Holland's Blue Jay

Photographing feeders from the warmth of your home can be very rewarding and safe. This Blue Jay huddles up near my feeders on a cool, breezy spring morning.


It’s now the last days of March 2020, and the whole world is in a lockdown due to a fast-spreading global virus called COVID-19.

We all remember the disaster movies where the world is threatened by either a giant monster or a worldwide plague. This time it is not a movie, but a real worldwide concern. A potentially life-threatening virus has spread throughout the entire world, putting many people at risk.

I usually don’t worry much when I hear of such outbreaks, but this one made me sit up and take notice. I am at the age where I might be vulnerable to contacting this virus, or for that matter, any virus. I have been trying to adhere to any warnings that are in place by limiting my travels and contacts. Travel is definitely out, so what is a person to do?

Being an outdoor person, I do feel safe hiking some trails, fishing, and of course, photographing nature. The reason I feel fairly safe doing these things is the fact that I usually never have any contact with humans on my photography trips. Now remember, I’m usually close to home, take snacks with me, have a phone, and I’m aware of my surroundings. I always let someone, usually my wife, know where I will be. This is just a time in all of our lives we have to be cautious.

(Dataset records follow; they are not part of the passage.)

//! View results and the resolvers that render them.
//!
//! A handler (or a [`Negotiator`](crate::content_negotiation::Negotiator))
//! produces a [`ViewResult`]: either a concrete view value or an error. The
//! [`ViewResolverRegistry`] picks the most specific resolver for it.
//!
//! Views are matched by their exact Rust type. Errors are matched against
//! resolvers registered for their own type first, then for each error
//! further down the `source()` chain, and finally the catch-all resolver.
//!
//! ```
//! use bindery_core::http::{HttpRequest, HttpResponse};
//! use bindery_core::view::{JsonView, ViewResolverRegistry, ViewResult};
//!
//! let registry = ViewResolverRegistry::standard();
//! let result = ViewResult::view(JsonView::new(serde_json::json!({"ok": true})));
//! let resolver = registry.find_view_resolver(&result).unwrap();
//!
//! let response = HttpResponse::new();
//! resolver.resolve(&result, &HttpRequest::new("GET", "/"), &response).unwrap();
//! assert_eq!(response.body_string(), r#"{"ok":true}"#);
//! ```

use crate::error::{BindError, BoxError, Error};
use crate::http::{HttpRequest, HttpResponse};
use crate::param::{Value, value};
use http::StatusCode;
use std::any::{Any, TypeId};
use std::collections::HashMap;
use std::error::Error as StdError;
use std::fmt;
use std::marker::PhantomData;
use std::sync::Arc;
use tracing::debug;

/// What a handler or negotiator hands to view resolution.
pub enum ViewResult {
    /// A renderable view value.
    View {
        value: Value,
        type_name: &'static str,
    },
    /// A failure to be rendered by an error resolver.
    Error(BoxError),
}

impl ViewResult {
    pub fn view<V: Any + Send + Sync>(view: V) -> Self {
        ViewResult::View {
            value: value(view),
            type_name: std::any::type_name::<V>(),
        }
    }

    pub fn error(error: impl Into<BoxError>) -> Self {
        ViewResult::Error(error.into())
    }

    pub fn is_error(&self) -> bool {
        matches!(self, ViewResult::Error(_))
    }

    /// The view value, if it is a `V`.
    pub fn downcast_view<V: Any>(&self) -> Option<&V> {
        match self {
            ViewResult::View { value, .. } => value.downcast_ref::<V>(),
            ViewResult::Error(_) => None,
        }
    }

    /// Type name for diagnostics.
    pub fn type_name(&self) -> &'static str {
        match self {
            ViewResult::View { type_name, .. } => *type_name,
            ViewResult::Error(_) => "error",
        }
    }
}

impl fmt::Debug for ViewResult {
    fn fmt(&self, f: &mut fmt::Formatter<'_>) -> fmt::Result {
        match self {
            ViewResult::View { type_name, .. } => f.debug_tuple("View").field(type_name).finish(),
            ViewResult::Error(e) => f.debug_tuple("Error").field(&e.to_string()).finish(),
        }
    }
}

/// Renders a [`ViewResult`] onto the response.
pub trait ViewResolver: Send + Sync {
    fn resolve(&self, result: &ViewResult, request: &HttpRequest, response: &HttpResponse) -> Result<(), Error>;
}

/// Adapts a closure over a concrete view type into a [`ViewResolver`].
pub struct FnViewResolver<V, F> {
    render: F,
    _view: PhantomData<fn(&V)>,
}

impl<V, F> FnViewResolver<V, F>
where
    V: Any,
    F: Fn(&V, &HttpRequest, &HttpResponse) -> Result<(), Error> + Send + Sync,
{
    pub fn new(render: F) -> Self {
        Self {
            render,
            _view: PhantomData,
        }
    }
}

impl<V, F> ViewResolver for FnViewResolver<V, F>
where
    V: Any,
    F: Fn(&V, &HttpRequest, &HttpResponse) -> Result<(), Error> + Send + Sync,
{
    fn resolve(&self, result: &ViewResult, request: &HttpRequest, response: &HttpResponse) -> Result<(), Error> {
        let view = result.downcast_view::<V>().ok_or_else(|| {
            Error::Render(format!(
                "expected a {} view, got {}",
                std::any::type_name::<V>(),
                result.type_name()
            ))
        })?;
        (self.render)(view, request, response)
    }
}

type ErrorProbe = fn(&(dyn StdError + 'static)) -> bool;

fn probe<E: StdError + 'static>(error: &(dyn StdError + 'static)) -> bool {
    error.is::<E>()
}

struct ErrorEntry {
    type_name: &'static str,
    probe: ErrorProbe,
    resolver: Arc<dyn ViewResolver>,
}

/// Resolver lookup by view type and error type.
#[derive(Default)]
pub struct ViewResolverRegistry {
    views: HashMap<TypeId, Arc<dyn ViewResolver>>,
    errors: Vec<ErrorEntry>,
    catch_all: Option<Arc<dyn ViewResolver>>,
}

impl ViewResolverRegistry {
    /// An empty registry.
    pub fn new() -> Self {
        Self::default()
    }

    /// Resolvers for the built-in views plus the catch-all error resolver.
    pub fn standard() -> Self {
        let mut registry = Self::new();
        registry.register_view::<JsonView>(JsonViewResolver);
        registry.register_view::<JsonpView>(JsonpViewResolver);
        registry.register_view::<StatusView>(StatusViewResolver);
        registry.register_view::<RedirectView>(RedirectViewResolver);
        registry.register_catch_all(ErrorViewResolver);
        registry
    }

    /// Register the resolver for views of type `V`, replacing any previous one.
    pub fn register_view<V: Any>(&mut self, resolver: impl ViewResolver + 'static) {
        self.views.insert(TypeId::of::<V>(), Arc::new(resolver));
    }

    /// Register a closure rendering views of type `V`.
    pub fn register_view_fn<V, F>(&mut self, render: F)
    where
        V: Any,
        F: Fn(&V, &HttpRequest, &HttpResponse) -> Result<(), Error> + Send + Sync + 'static,
    {
        self.register_view::<V>(FnViewResolver::<V, F>::new(render));
    }

    /// Register the resolver for errors of type `E` (or caused by one).
    pub fn register_error<E: StdError + 'static>(&mut self, resolver: impl ViewResolver + 'static) {
        self.errors.retain(|e| e.type_name != std::any::type_name::<E>());
        self.errors.push(ErrorEntry {
            type_name: std::any::type_name::<E>(),
            probe: probe::<E>,
            resolver: Arc::new(resolver),
        });
    }

    /// Register the resolver used for errors nothing more specific handles.
    pub fn register_catch_all(&mut self, resolver: impl ViewResolver + 'static) {
        self.catch_all = Some(Arc::new(resolver));
    }

    /// The most specific resolver for `result`, if any.
    pub fn find_view_resolver(&self, result: &ViewResult) -> Option<Arc<dyn ViewResolver>> {
        match result {
            ViewResult::View { value, type_name } => {
                let found = self.views.get(&Any::type_id(&**value)).cloned();
                debug!(view = type_name, found = found.is_some(), "View resolver lookup");
                found
            }
            ViewResult::Error(error) => {
                let root: &(dyn StdError + 'static) = &**error;
                let mut current = Some(root);
                let mut depth = 0usize;
                while let Some(e) = current {
                    if let Some(entry) = self.errors.iter().find(|entry| (entry.probe)(e)) {
                        debug!(error_type = entry.type_name, depth, "Error resolver matched");
                        return Some(entry.resolver.clone());
                    }
                    current = e.source();
                    depth += 1;
                }
                self.catch_all.clone()
            }
        }
    }

    pub fn view_count(&self) -> usize {
        self.views.len()
    }

    pub fn error_count(&self) -> usize {
        self.errors.len() + usize::from(self.catch_all.is_some())
    }
}

impl fmt::Debug for ViewResolverRegistry {
    fn fmt(&self, f: &mut fmt::Formatter<'_>) -> fmt::Result {
        f.debug_struct("ViewResolverRegistry")
            .field("views", &self.views.len())
            .field("errors", &self.errors.iter().map(|e| e.type_name).collect::<Vec<_>>())
            .field("catch_all", &self.catch_all.is_some())
            .finish()
    }
}

// ============================================================================
// Built-in views
// ============================================================================

/// A JSON document rendered as `application/json`.
#[derive(Debug, Clone, PartialEq)]
pub struct JsonView {
    pub payload: serde_json::Value,
    pub status: StatusCode,
}

impl JsonView {
    pub fn new(payload: serde_json::Value) -> Self {
        Self {
            payload,
            status: StatusCode::OK,
        }
    }

    pub fn with_status(mut self, status: StatusCode) -> Self {
        self.status = status;
        self
    }
}

/// A JSON document wrapped in a JavaScript callback invocation.
#[derive(Debug, Clone, PartialEq)]
pub struct JsonpView {
    pub callback: String,
    pub payload: serde_json::Value,
}

impl JsonpView {
    pub fn new(callback: impl Into<String>, payload: serde_json::Value) -> Self {
        Self {
            callback: callback.into(),
            payload,
        }
    }
}

/// A bare status code with an optional plain-text message.
#[derive(Debug, Clone, PartialEq, Eq)]
pub struct StatusView {
    pub status: StatusCode,
    pub message: Option<String>,
}

impl StatusView {
    pub fn new(status: StatusCode) -> Self {
        Self { status, message: None }
    }

    pub fn with_message(mut self, message: impl Into<String>) -> Self {
        self.message = Some(message.into());
        self
    }
}

/// A redirect to another location.
#[derive(Debug, Clone, PartialEq, Eq)]
pub struct RedirectView {
    pub location: String,
    pub status: StatusCode,
}

impl RedirectView {
    /// A `302 Found` redirect.
    pub fn to(location: impl Into<String>) -> Self {
        Self {
            location: location.into(),
            status: StatusCode::FOUND,
        }
    }

    /// A `301 Moved Permanently` redirect.
    pub fn permanent(location: impl Into<String>) -> Self {
        Self {
            location: location.into(),
            status: StatusCode::MOVED_PERMANENTLY,
        }
    }
}

fn expect_view<'a, V: Any>(result: &'a ViewResult) -> Result<&'a V, Error> {
    result.downcast_view::<V>().ok_or_else(|| {
        Error::Render(format!(
            "{} cannot render {}",
            std::any::type_name::<V>(),
            result.type_name()
        ))
    })
}

/// Whether `callback` is a safe JavaScript identifier path such as `cb` or `app.handlers.done`.
pub fn is_valid_callback(callback: &str) -> bool {
    !callback.is_empty()
        && callback.split('.').all(|part| {
            let mut chars = part.chars();
            chars
                .next()
                .is_some_and(|c| c.is_ascii_alphabetic() || c == '_' || c == '$')
                && chars.all(|c| c.is_ascii_alphanumeric() || c == '_' || c == '$')
        })
}

pub struct JsonViewResolver;

impl ViewResolver for JsonViewResolver {
    fn resolve(&self, result: &ViewResult, _request: &HttpRequest, response: &HttpResponse) -> Result<(), Error> {
        let view = expect_view::<JsonView>(result)?;
        let body = serde_json::to_vec(&view.payload)?;
        response.set_status(view.status);
        response.set_content_type("application/json");
        response.write(&body);
        Ok(())
    }
}

pub struct JsonpViewResolver;

impl ViewResolver for JsonpViewResolver {
    fn resolve(&self, result: &ViewResult, _request: &HttpRequest, response: &HttpResponse) -> Result<(), Error> {
        let view = expect_view::<JsonpView>(result)?;
        if !is_valid_callback(&view.callback) {
            return Err(Error::Render(format!("invalid JSONP callback '{}'", view.callback)));
        }
        let json = serde_json::to_string(&view.payload)?;
        response.set_content_type("application/javascript");
        response.write(format!("{}({});", view.callback, json).as_bytes());
        Ok(())
    }
}

pub struct StatusViewResolver;

impl ViewResolver for StatusViewResolver {
    fn resolve(&self, result: &ViewResult, _request: &HttpRequest, response: &HttpResponse) -> Result<(), Error> {
        let view = expect_view::<StatusView>(result)?;
        response.set_status(view.status);
        if let Some(message) = &view.message {
            response.set_content_type("text/plain; charset=utf-8");
            response.write(message.as_bytes());
        }
        Ok(())
    }
}

pub struct RedirectViewResolver;

impl ViewResolver for RedirectViewResolver {
    fn resolve(&self, result: &ViewResult, _request: &HttpRequest, response: &HttpResponse) -> Result<(), Error> {
        let view = expect_view::<RedirectView>(result)?;
        response.set_status(view.status);
        response.set_header(http::header::LOCATION.as_str(), view.location.clone());
        Ok(())
    }
}

/// Renders any error as a JSON body `{"error": "...", "status": 500}`.
///
/// The status comes from the pipeline error when there is one; bind errors
/// map to `400`, everything else to `500`.
pub struct ErrorViewResolver;

impl ErrorViewResolver {
    fn status_for(error: &(dyn StdError + 'static)) -> StatusCode {
        if let Some(e) = error.downcast_ref::<Error>() {
            e.status()
        } else if error.is::<BindError>() {
            StatusCode::BAD_REQUEST
        } else {
            StatusCode::INTERNAL_SERVER_ERROR
        }
    }
}

impl ViewResolver for ErrorViewResolver {
    fn resolve(&self, result: &ViewResult, _request: &HttpRequest, response: &HttpResponse) -> Result<(), Error> {
        let ViewResult::Error(error) = result else {
            return Err(Error::Render(format!("{} is not an error", result.type_name())));
        };
        let error: &(dyn StdError + 'static) = &**error;
        let status = Self::status_for(error);
        let body = serde_json::json!({
            "error": error.to_string(),
            "status": status.as_u16(),
        });
        response.set_status(status);
        response.set_content_type("application/json");
        response.write(&serde_json::to_vec(&body)?);
        Ok(())
    }
}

This is a good time to check your photo equipment. No matter what the world situation is, be ready. I spend the cold and rainy days cleaning cameras and lenses, making sure batteries are fresh so I can grab my camera and be ready in an instant.

Right now camera shops are having some great sales, not only on cameras, but on lenses. I was lucky this year in the fact I picked up a few accessories before the world shut down. Not to panic, mail order is booming right now.

If you have bird feeders in your yard, take advantage of any springtime visitors. First, because time is on your side, it’s a good time to clean your feeders and bird baths plus check your supply of seed and suet. Some of my best bird shots were taken out my kitchen window near my feeders.

Springtime will bring rose-breasted grosbeaks, orioles, titmice and many more. Indigo buntings will stop at feeders in the spring, and maybe passing redpolls. Remember what I mentioned about springtime visitors: You never know what species will show up. They are all hungry migratory travelers at this time of the year.

Ospreys were spotted last week near Red Bridge, which I believe is really early. Spring migration is just beginning, with a lot more to come. Remember, the warblers won’t even show up around here until the first of May. There are also deer, hawks, owls, bears and don’t forget spring wildflowers.

Observing and photographing nature is not a cure, but for now seems very safe. When you bring a beautiful portrait of a deer, bird, or scene up on your computer, for that brief moment in time, life is good. Until my next adventure, be safe.